» To do
Each entry needs to be reproduced exactly, with none left out.

════════════════

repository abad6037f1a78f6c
//! HTTP client for a hosted resume-extraction function.
//!
//! One POST per parse, no retries. The response body is interpreted by a pure
//! function so every failure shape maps to a `ServiceError` deterministically.

use std::time::Duration;

use async_trait::async_trait;
use reqwest::Client;
use serde_json::Value;
use tracing::debug;

use super::{CandidateResume, ExtractionRequest, ServiceError, StructuredExtractor};

#[derive(Clone)]
pub struct FunctionClient {
    client: Client,
    endpoint: String,
    api_key: Option<String>,
}

impl FunctionClient {
    pub fn new(
        endpoint: String,
        api_key: Option<String>,
        timeout: Duration,
    ) -> Result<Self, ServiceError> {
        Ok(Self {
            client: Client::builder().timeout(timeout).build()?,
            endpoint,
            api_key,
        })
    }
}

#[async_trait]
impl StructuredExtractor for FunctionClient {
    async fn extract(&self, request: &ExtractionRequest) -> Result<CandidateResume, ServiceError> {
        let mut call = self.client.post(&self.endpoint).json(request);
        if let Some(key) = &self.api_key {
            call = call.bearer_auth(key).header("apikey", key);
        }

        let response = call.send().await?;
        let status = response.status().as_u16();
        let body = response.text().await?;

        debug!(
            status,
            body_len = body.len(),
            "Extraction function responded"
        );

        interpret_response(status, &body, &self.endpoint)
    }

    fn backend(&self) -> &'static str {
        "function"
    }
}

/// Maps a raw function response onto the candidate or a typed failure.
fn interpret_response(
    status: u16,
    body: &str,
    endpoint: &str,
) -> Result<CandidateResume, ServiceError> {
    if status == 404 {
        return Err(ServiceError::NotFound(endpoint.to_string()));
    }

    if !(200..300).contains(&status) {
        let message = error_message(body).unwrap_or_else(|| body.trim().to_string());
        return Err(ServiceError::Status { status, message });
    }

    if body.trim().is_empty() {
        return Err(ServiceError::EmptyResponse);
    }

    let value: Value = serde_json::from_str(body)?;
    if value.is_null() {
        return Err(ServiceError::EmptyResponse);
    }
    if let Some(message) = reported_error(&value) {
        return Err(ServiceError::Reported(message));
    }

    Ok(CandidateResume(value))
}

fn error_message(body: &str) -> Option<String> {
    let value: Value = serde_json::from_str(body).ok()?;
    reported_error(&value).or_else(|| {
        value
            .get("message")
            .and_then(Value::as_str)
            .map(String::from)
    })
}

/// `{"error": "..."}` or `{"error": {"message": "..."}}`. A null error is not one.
fn reported_error(value: &Value) -> Option<String> {
    match value.get("error")? {
        Value::Null | Value::Bool(false) => None,
        Value::String(message) => Some(message.clone()),
        Value::Object(obj) => Some(
            obj.get("message")
                .and_then(Value::as_str)
                .unwrap_or("unknown error")
                .to_string(),
        ),
        other => Some(other.to_string()),
    }
}
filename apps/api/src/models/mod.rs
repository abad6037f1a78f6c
pub mod resume;
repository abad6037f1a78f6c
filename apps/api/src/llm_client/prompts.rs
// Shared prompt fragments. Each caller keeps its own prompts.rs alongside it.

/// System prompt fragment that enforces JSON-only output.
pub const JSON_ONLY_SYSTEM: &str = "You are a precise, structured assistant. \
    You MUST respond with valid JSON only. \
    Do NOT include any text outside the JSON object. \
    Do NOT use markdown code fences. \
    Do NOT include explanations or apologies.";

/// Forbids filling fields the source text does not support.
pub const NO_INVENTION_INSTRUCTION: &str = "\
    CRITICAL: Only copy information that appears in the provided text. \
    Do NOT infer, interpolate, or invent details. \
    If the text does not support a field, leave it empty.";
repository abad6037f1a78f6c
mod config;
mod document;
mod errors;
mod extraction;
mod import;
mod llm_client;
mod models;
mod routes;
mod state;

use std::net::SocketAddr;
use std::sync::Arc;
use std::time::Duration;

use anyhow::{Context, Result};
use tower_http::{cors::CorsLayer, trace::TraceLayer};
use tracing::info;
use tracing_subscriber::{layer::SubscriberExt, util::SubscriberInitExt, EnvFilter};

use crate::config::{Config, ExtractionBackend};
use crate::extraction::{FunctionClient, LlmExtractor, StructuredExtractor};
use crate::llm_client::LlmClient;
use crate::routes::build_router;
use crate::state::{spawn_session_sweeper, AppState};

const SESSION_SWEEP_PERIOD: Duration = Duration::from_secs(60);

#[tokio::main]
async fn main() -> Result<()> {
    // Load configuration first (fails on missing required env vars)
    let config = Config::from_env()?;

    // Initialize structured logging
    tracing_subscriber::registry()
        .with(EnvFilter::try_from_default_env().unwrap_or_else(|_| {
            EnvFilter::new(format!(
                "{}={}",
                env!("CARGO_PKG_NAME").replace('-', "_"),
                &config.rust_log
            ))
        }))
        .with(tracing_subscriber::fmt::layer())
        .init();

    info!("Starting resume import API v{}", env!("CARGO_PKG_VERSION"));

    let extractor = build_extractor(&config)?;
    info!(
        "Extraction backend: {} (timeout {}s, upload cap {} bytes, development: {})",
        extractor.backend(),
        config.extraction_timeout_secs,
        config.max_upload_bytes,
        config.development_mode
    );

    let state = AppState::new(config.clone(), extractor);
    spawn_session_sweeper(
        state.sessions.clone(),
        Duration::from_secs(config.session_ttl_secs),
        SESSION_SWEEP_PERIOD,
    );

    // Build router
    let app = build_router(state)
        .layer(TraceLayer::new_for_http())
        .layer(CorsLayer::permissive());

    let addr: SocketAddr = format!("0.0.0.0:{}", config.port).parse()?;
    info!("Listening on {addr}");

    let listener = tokio::net::TcpListener::bind(addr).await?;
    axum::serve(listener, app).await?;

    Ok(())
}

fn build_extractor(config: &Config) -> Result<Arc<dyn StructuredExtractor>> {
    let timeout = Duration::from_secs(config.extraction_timeout_secs);
    let extractor: Arc<dyn StructuredExtractor> = match &config.backend {
        ExtractionBackend::Function { url, key } => Arc::new(
            FunctionClient::new(url.clone(), key.clone(), timeout)
                .context("Failed to build extraction function client")?,
        ),
        ExtractionBackend::Llm { api_key } => {
            let llm = LlmClient::new(api_key.clone(), timeout)
                .context("Failed to build LLM client")?;
            info!("LLM client initialized (model: {})", llm_client::MODEL);
            Arc::new(LlmExtractor::new(llm))
        }
    };
    Ok(extractor)
}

════════════════

» Problem solution
repository abad6037f1a78f6c
//! HTTP client for a hosted resume-extraction function.
//!
//! One POST per parse, no retries. The response body is interpreted by a pure
//! function so every failure shape maps to a `ServiceError` deterministically.

use std::time::Duration;

use async_trait::async_trait;
use reqwest::Client;
use serde_json::Value;
use tracing::debug;

use super::{CandidateResume, ExtractionRequest, ServiceError, StructuredExtractor};

#[derive(Clone)]
pub struct FunctionClient {
    client: Client,
    endpoint: String,
    api_key: Option<String>,
}

impl FunctionClient {
    pub fn new(
        endpoint: String,
        api_key: Option<String>,
        timeout: Duration,
    ) -> Result<Self, ServiceError> {
        Ok(Self {
            client: Client::builder().timeout(timeout).build()?,
            endpoint,
            api_key,
        })
    }
}

#[async_trait]
impl StructuredExtractor for FunctionClient {
    async fn extract(&self, request: &ExtractionRequest) -> Result<CandidateResume, ServiceError> {
        let mut call = self.client.post(&self.endpoint).json(request);
        if let Some(key) = &self.api_key {
            call = call.bearer_auth(key).header("apikey", key);
        }

        let response = call.send().await?;
        let status = response.status().as_u16();
        let body = response.text().await?;

        debug!(
            status,
            body_len = body.len(),
            "Extraction function responded"
        );

        interpret_response(status, &body, &self.endpoint)
    }

    fn backend(&self) -> &'static str {
        "function"
    }
}

/// Maps a raw function response onto the candidate or a typed failure.
fn interpret_response(
    status: u16,
    body: &str,
    endpoint: &str,
) -> Result<CandidateResume, ServiceError> {
    if status == 404 {
        return Err(ServiceError::NotFound(endpoint.to_string()));
    }

    if !(200..300).contains(&status) {
        let message = error_message(body).unwrap_or_else(|| body.trim().to_string());
        return Err(ServiceError::Status { status, message });
    }

    if body.trim().is_empty() {
        return Err(ServiceError::EmptyResponse);
    }

    let value: Value = serde_json::from_str(body)?;
    if value.is_null() {
        return Err(ServiceError::EmptyResponse);
    }
    if let Some(message) = reported_error(&value) {
        return Err(ServiceError::Reported(message));
    }

    Ok(CandidateResume(value))
}

fn error_message(body: &str) -> Option<String> {
    let value: Value = serde_json::from_str(body).ok()?;
    reported_error(&value).or_else(|| {
        value
            .get("message")
            .and_then(Value::as_str)
            .map(String::from)
    })
}

/// `{"error": "..."}` or `{"error": {"message": "..."}}`. A null error is not one.
fn reported_error(value: &Value) -> Option<String> {
    match value.get("error")? {
        Value::Null | Value::Bool(false) => None,
        Value::String(message) => Some(message.clone()),
        Value::Object(obj) => Some(
            obj.get("message")
                .and_then(Value::as_str)
                .unwrap_or("unknown error")
                .to_string(),
        ),
        other => Some(other.to_string()),
    }
}
filename apps/api/src/models/mod.rs
repository abad6037f1a78f6c
pub mod resume;
repository abad6037f1a78f6c
filename apps/api/src/llm_client/prompts.rs
// Shared prompt fragments. Each caller keeps its own prompts.rs alongside it.

/// System prompt fragment that enforces JSON-only output.
pub const JSON_ONLY_SYSTEM: &str = "You are a precise, structured assistant. \
    You MUST respond with valid JSON only. \
    Do NOT include any text outside the JSON object. \
    Do NOT use markdown code fences. \
    Do NOT include explanations or apologies.";

/// Forbids filling fields the source text does not support.
pub const NO_INVENTION_INSTRUCTION: &str = "\
    CRITICAL: Only copy information that appears in the provided text. \
    Do NOT infer, interpolate, or invent details. \
    If the text does not support a field, leave it empty.";
repository abad6037f1a78f6c
mod config;
mod document;
mod errors;
mod extraction;
mod import;
mod llm_client;
mod models;
mod routes;
mod state;

use std::net::SocketAddr;
use std::sync::Arc;
use std::time::Duration;

use anyhow::{Context, Result};
use tower_http::{cors::CorsLayer, trace::TraceLayer};
use tracing::info;
use tracing_subscriber::{layer::SubscriberExt, util::SubscriberInitExt, EnvFilter};

use crate::config::{Config, ExtractionBackend};
use crate::extraction::{FunctionClient, LlmExtractor, StructuredExtractor};
use crate::llm_client::LlmClient;
use crate::routes::build_router;
use crate::state::{spawn_session_sweeper, AppState};

const SESSION_SWEEP_PERIOD: Duration = Duration::from_secs(60);

#[tokio::main]
async fn main() -> Result<()> {
    // Load configuration first (fails on missing required env vars)
    let config = Config::from_env()?;

    // Initialize structured logging
    tracing_subscriber::registry()
        .with(EnvFilter::try_from_default_env().unwrap_or_else(|_| {
            EnvFilter::new(format!(
                "{}={}",
                env!("CARGO_PKG_NAME").replace('-', "_"),
                &config.rust_log
            ))
        }))
        .with(tracing_subscriber::fmt::layer())
        .init();

    info!("Starting resume import API v{}", env!("CARGO_PKG_VERSION"));

    let extractor = build_extractor(&config)?;
    info!(
        "Extraction backend: {} (timeout {}s, upload cap {} bytes, development: {})",
        extractor.backend(),
        config.extraction_timeout_secs,
        config.max_upload_bytes,
        config.development_mode
    );

    let state = AppState::new(config.clone(), extractor);
    spawn_session_sweeper(
        state.sessions.clone(),
        Duration::from_secs(config.session_ttl_secs),
        SESSION_SWEEP_PERIOD,
    );

    // Build router
    let app = build_router(state)
        .layer(TraceLayer::new_for_http())
        .layer(CorsLayer::permissive());

    let addr: SocketAddr = format!("0.0.0.0:{}", config.port).parse()?;
    info!("Listening on {addr}");

    let listener = tokio::net::TcpListener::bind(addr).await?;
    axum::serve(listener, app).await?;

    Ok(())
}

fn build_extractor(config: &Config) -> Result<Arc<dyn StructuredExtractor>> {
    let timeout = Duration::from_secs(config.extraction_timeout_secs);
    let extractor: Arc<dyn StructuredExtractor> = match &config.backend {
        ExtractionBackend::Function { url, key } => Arc::new(
            FunctionClient::new(url.clone(), key.clone(), timeout)
                .context("Failed to build extraction function client")?,
        ),
        ExtractionBackend::Llm { api_key } => {
            let llm = LlmClient::new(api_key.clone(), timeout)
                .context("Failed to build LLM client")?;
            info!("LLM client initialized (model: {})", llm_client::MODEL);
            Arc::new(LlmExtractor::new(llm))
        }
    };
    Ok(extractor)
}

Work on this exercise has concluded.